I have a string (not raw) in python similar to the following:
Plenary Papers (1)
Peer-reviewed Papers (113)
PLENARY MANUSCRIPTS (1)
First Author Index
Harrer
Plenary Papers
One Some title
John W. Doe
2018 Physics SOmething Proceedings
Full Text: Download PDF - PER-Central Record
Show Abstract - Show Citation
PEER REVIEWED MANUSCRIPTS (113)
First Author Index
Doe · Doe2 · Doe3 · Jonathan
Peer-reviewed Papers
Two some title
Alex White, Paul Klee, and Jacson Pollock
2018 Physics Research Conference Proceedings, doi:10.1234/perc.2018.pr.White
Full Text: Download PDF - PER-Central Record
Show Abstract - Show Citation
Tree Some title
Suzanne Heck, Alex Someone, John I. Smith, and Andrew Bourgogne
2018 Physics Education Research Conference Proceedings, doi:10.2345/perc.2018.pr.Heck
Full Text: Download PDF - PER-Central Record
Show Abstract - Show Citation
..
I want to scrape the metadata of those three papers, i.e. those few lines after each title (e.g. "One Some title" "John W. Doe", and 2018 Physics Something Proceedings").

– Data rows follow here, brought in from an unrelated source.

//! HTTP routes and middleware for the eggledger server.

use std::sync::Arc;

use axum::routing::{delete, get, post};
use axum::{Router, middleware as axum_middleware};
use tower_http::cors::CorsLayer;
use tower_http::trace::TraceLayer;

use crate::auth::JwtManager;
use crate::storage::{Database, FarmNumber};

pub mod auth_routes;
pub mod error;
pub mod farm_routes;
pub mod middleware;
pub mod settings_routes;
pub mod user_routes;

#[cfg(test)]
mod test_helpers;


pub use error::ApiError;

/// Shared state injected into every handler. Constructed once in `main` and
/// cloned per request; the database clone shares one pool.
#[derive(Clone)]
pub struct AppState {
    pub db: Database,
    pub jwt: Arc<JwtManager>,
}

/// Build the full application router.
pub fn build_router(state: AppState) -> Router {
    // User management is admin-gated on top of the bearer check.
    let admin = Router::new()
        .route("/users", get(user_routes::list_users))
        .route("/users/{username}", delete(user_routes::delete_user))
        .route_layer(axum_middleware::from_fn(middleware::require_admin));

    // Everything behind the bearer-token gate. The farm route family is
    // nested once per site with its selector injected as an extension.
    let protected = Router::new()
        .route("/verify", get(auth_routes::verify))
        .route("/profile", get(auth_routes::profile))
        .route("/users/admin", get(user_routes::list_admins))
        .route("/users/watcher", get(user_routes::list_watchers))
        .merge(admin)
        .nest("/farm1", farm_routes::routes(FarmNumber::One))
        .nest("/farm2", farm_routes::routes(FarmNumber::Two))
        .nest("/farm3", farm_routes::routes(FarmNumber::Three))
        .nest("/farm4", farm_routes::routes(FarmNumber::Four))
        .route(
            "/settings",
            get(settings_routes::get_settings).post(settings_routes::save_settings),
        )
        .layer(axum_middleware::from_fn_with_state(
            state.clone(),
            middleware::authenticate,
        ));

    Router::new()
        .route("/register", post(auth_routes::register))
        .route("/login", post(auth_routes::login))
        .merge(protected)
        .layer(TraceLayer::new_for_http())
        .layer(CorsLayer::permissive())
        .with_state(state)
}
//! Database queries for the eggledger server.

use eggledger_core::db::{DatabaseError, unix_timestamp};

use super::db::Database;
use super::models::{FarmNumber, FarmRecord, Role, SettingsRow, User};

impl Database {
    // =========================================================================
    // User queries
    // =========================================================================

    /// Create a new user. The username is the primary key; inserting a
    /// duplicate fails at the constraint.
    pub async fn create_user(
        &self,
        username: &str,
        password_hash: &str,
        firstname: &str,
        lastname: &str,
        role: Role,
    ) -> Result<User, DatabaseError> {
        let now = unix_timestamp();

        sqlx::query(
            "INSERT INTO users (username, password_hash, firstname, lastname, role, created_at, updated_at) VALUES (?, ?, ?, ?, ?, ?, ?)",
        )
        .bind(username)
        .bind(password_hash)
        .bind(firstname)
        .bind(lastname)
        .bind(role)
        .bind(now)
        .bind(now)
        .execute(self.pool())
        .await?;

        self.get_user(username).await
    }

    /// Get a user by username.
    pub async fn get_user(&self, username: &str) -> Result<User, DatabaseError> {
        sqlx::query_as::<_, User>("SELECT * FROM users WHERE username = ?")
            .bind(username)
            .fetch_optional(self.pool())
            .await?
            .ok_or_else(|| DatabaseError::NotFound(format!("User {username}")))
    }

    /// List all users.
    pub async fn list_users(&self) -> Result<Vec<User>, DatabaseError> {
        let users = sqlx::query_as::<_, User>("SELECT * FROM users ORDER BY username")
            .fetch_all(self.pool())
            .await?;

        Ok(users)
    }

    /// List users holding the given role.
    pub async fn list_users_by_role(&self, role: Role) -> Result<Vec<User>, DatabaseError> {
        let users =
            sqlx::query_as::<_, User>("SELECT * FROM users WHERE role = ? ORDER BY username")
                .bind(role)
                .fetch_all(self.pool())
                .await?;

        Ok(users)
    }

    /// Delete a user by username. Returns `false` when no such user exists.
    pub async fn delete_user(&self, username: &str) -> Result<bool, DatabaseError> {
        let result = sqlx::query("DELETE FROM users WHERE username = ?")
            .bind(username)
            .execute(self.pool())
            .await?;

        Ok(result.rows_affected() > 0)
    }

    // =========================================================================
    // Farm record queries
    // =========================================================================

    /// Create a production record for a farm. Multiple entries per
    /// (farm, date) pair are permitted.
    pub async fn create_record(
        &self,
        id: &str,
        farm: FarmNumber,
        eggs: i64,
        flats: i64,
        packets: i64,
        date: &str,
    ) -> Result<FarmRecord, DatabaseError> {
        let now = unix_timestamp();

        sqlx::query(
            "INSERT INTO farm_records (id, farm_number, eggs, flats, packets, date, created_at) VALUES (?, ?, ?, ?, ?, ?, ?)",
        )
        .bind(id)
        .bind(farm.as_i64())
        .bind(eggs)
        .bind(flats)
        .bind(packets)
        .bind(date)
        .bind(now)
        .execute(self.pool())
        .await?;

        self.get_record(id).await
    }

    /// Get a record by ID.
    pub async fn get_record(&self, id: &str) -> Result<FarmRecord, DatabaseError> {
        sqlx::query_as::<_, FarmRecord>("SELECT * FROM farm_records WHERE id = ?")
            .bind(id)
            .fetch_optional(self.pool())
            .await?
            .ok_or_else(|| DatabaseError::NotFound(format!("Record {id}")))
    }

    /// List all records for a farm, newest first. Unbounded.
    pub async fn list_records(&self, farm: FarmNumber) -> Result<Vec<FarmRecord>, DatabaseError> {
        let records = sqlx::query_as::<_, FarmRecord>(
            "SELECT * FROM farm_records WHERE farm_number = ? ORDER BY created_at DESC, rowid DESC",
        )
        .bind(farm.as_i64())
        .fetch_all(self.pool())
        .await?;

        Ok(records)
    }

    /// Update a record's counts in place and stamp `updated_at`.
    ///
    /// Lookup is by id alone; the row's farm is not checked here.
    pub async fn update_record(
        &self,
        id: &str,
        eggs: i64,
        flats: i64,
        packets: i64,
    ) -> Result<FarmRecord, DatabaseError> {
        let now = unix_timestamp();

        let result = sqlx::query(
            "UPDATE farm_records SET eggs = ?, flats = ?, packets = ?, updated_at = ? WHERE id = ?",
        )
        .bind(eggs)
        .bind(flats)
        .bind(packets)
        .bind(now)
        .bind(id)
        .execute(self.pool())
        .await?;

        if result.rows_affected() == 0 {
            return Err(DatabaseError::NotFound(format!("Record {id}")));
        }

        self.get_record(id).await
    }

    /// Delete a record by ID. Returns `false` when no such record exists.
    pub async fn delete_record(&self, id: &str) -> Result<bool, DatabaseError> {
        let result = sqlx::query("DELETE FROM farm_records WHERE id = ?")
            .bind(id)
            .execute(self.pool())
            .await?;

        Ok(result.rows_affected() > 0)
    }

    /// Count records for a farm.
    pub async fn count_records(&self, farm: FarmNumber) -> Result<i64, DatabaseError> {
        let row: (i64,) = sqlx::query_as("SELECT COUNT(*) FROM farm_records WHERE farm_number = ?")
            .bind(farm.as_i64())
            .fetch_one(self.pool())
            .await?;

        Ok(row.0)
    }

    // =========================================================================
    // Settings queries
    // =========================================================================

    /// Get the settings blob for a user, if one has been saved.
    pub async fn get_settings(&self, user_id: &str) -> Result<Option<SettingsRow>, DatabaseError> {
        let row = sqlx::query_as::<_, SettingsRow>("SELECT * FROM settings WHERE user_id = ?")
            .bind(user_id)
            .fetch_optional(self.pool())
            .await?;

        Ok(row)
    }

    /// Upsert the settings blob for a user. The payload is replaced
    /// wholesale; last writer wins.
    pub async fn put_settings(&self, user_id: &str, payload: &str) -> Result<(), DatabaseError> {
        let now = unix_timestamp();

        sqlx::query(
            "INSERT INTO settings (user_id, payload, updated_at) VALUES (?, ?, ?)
             ON CONFLICT(user_id) DO UPDATE SET payload = excluded.payload, updated_at = excluded.updated_at",
        )
        .bind(user_id)
        .bind(payload)
        .bind(now)
        .execute(self.pool())
        .await?;

        Ok(())
    }
}
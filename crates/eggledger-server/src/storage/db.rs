//! `SQLite` database handle for the eggledger server.

use std::path::Path;

use sqlx::{Pool, Sqlite};
use tracing::info;

use eggledger_core::db::{DatabaseError, open_pool, open_pool_in_memory};

/// Process-wide database handle. Constructed once at startup and injected
/// into the HTTP state; cloning shares the underlying pool.
#[derive(Clone)]
pub struct Database {
    pool: Pool<Sqlite>,
}

impl Database {
    /// Open or create a database at the given path and run migrations.
    pub async fn open(path: &Path) -> Result<Self, DatabaseError> {
        let pool = open_pool(path).await?;
        let db = Self { pool };
        db.run_migrations().await?;
        Ok(db)
    }

    /// Open an in-memory database (for testing).
    pub async fn open_in_memory() -> Result<Self, DatabaseError> {
        let pool = open_pool_in_memory().await?;
        let db = Self { pool };
        db.run_migrations().await?;
        Ok(db)
    }

    async fn run_migrations(&self) -> Result<(), DatabaseError> {
        sqlx::migrate!("./migrations")
            .run(&self.pool)
            .await
            .map_err(|e| DatabaseError::Migration(e.to_string()))?;

        info!("Database migrations complete");
        Ok(())
    }

    pub const fn pool(&self) -> &Pool<Sqlite> {
        &self.pool
    }
}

I though of using two patterns for the beginning and end of the selection:
'r"\n\n"' and 'r"Show Abstract - Show Citation"'.
This (almost) works on https://regex101.com/using this regular expression:
\n\n(.*?)Show Abstract - Show Citation
A minor issue is that it is greedy on the first two papers.
but not in python:
pattern=r"\n\n(.*?)Show Abstract - Show Citation"
re.findall(pattern, titles) #titles is the text above
#output is []
pattern_only_one_line=r"\nShow Abstract - Show Citation"
re.findall(pattern_only_one_line, titles)
#output shows three lines
Could this be another problem with raw strings?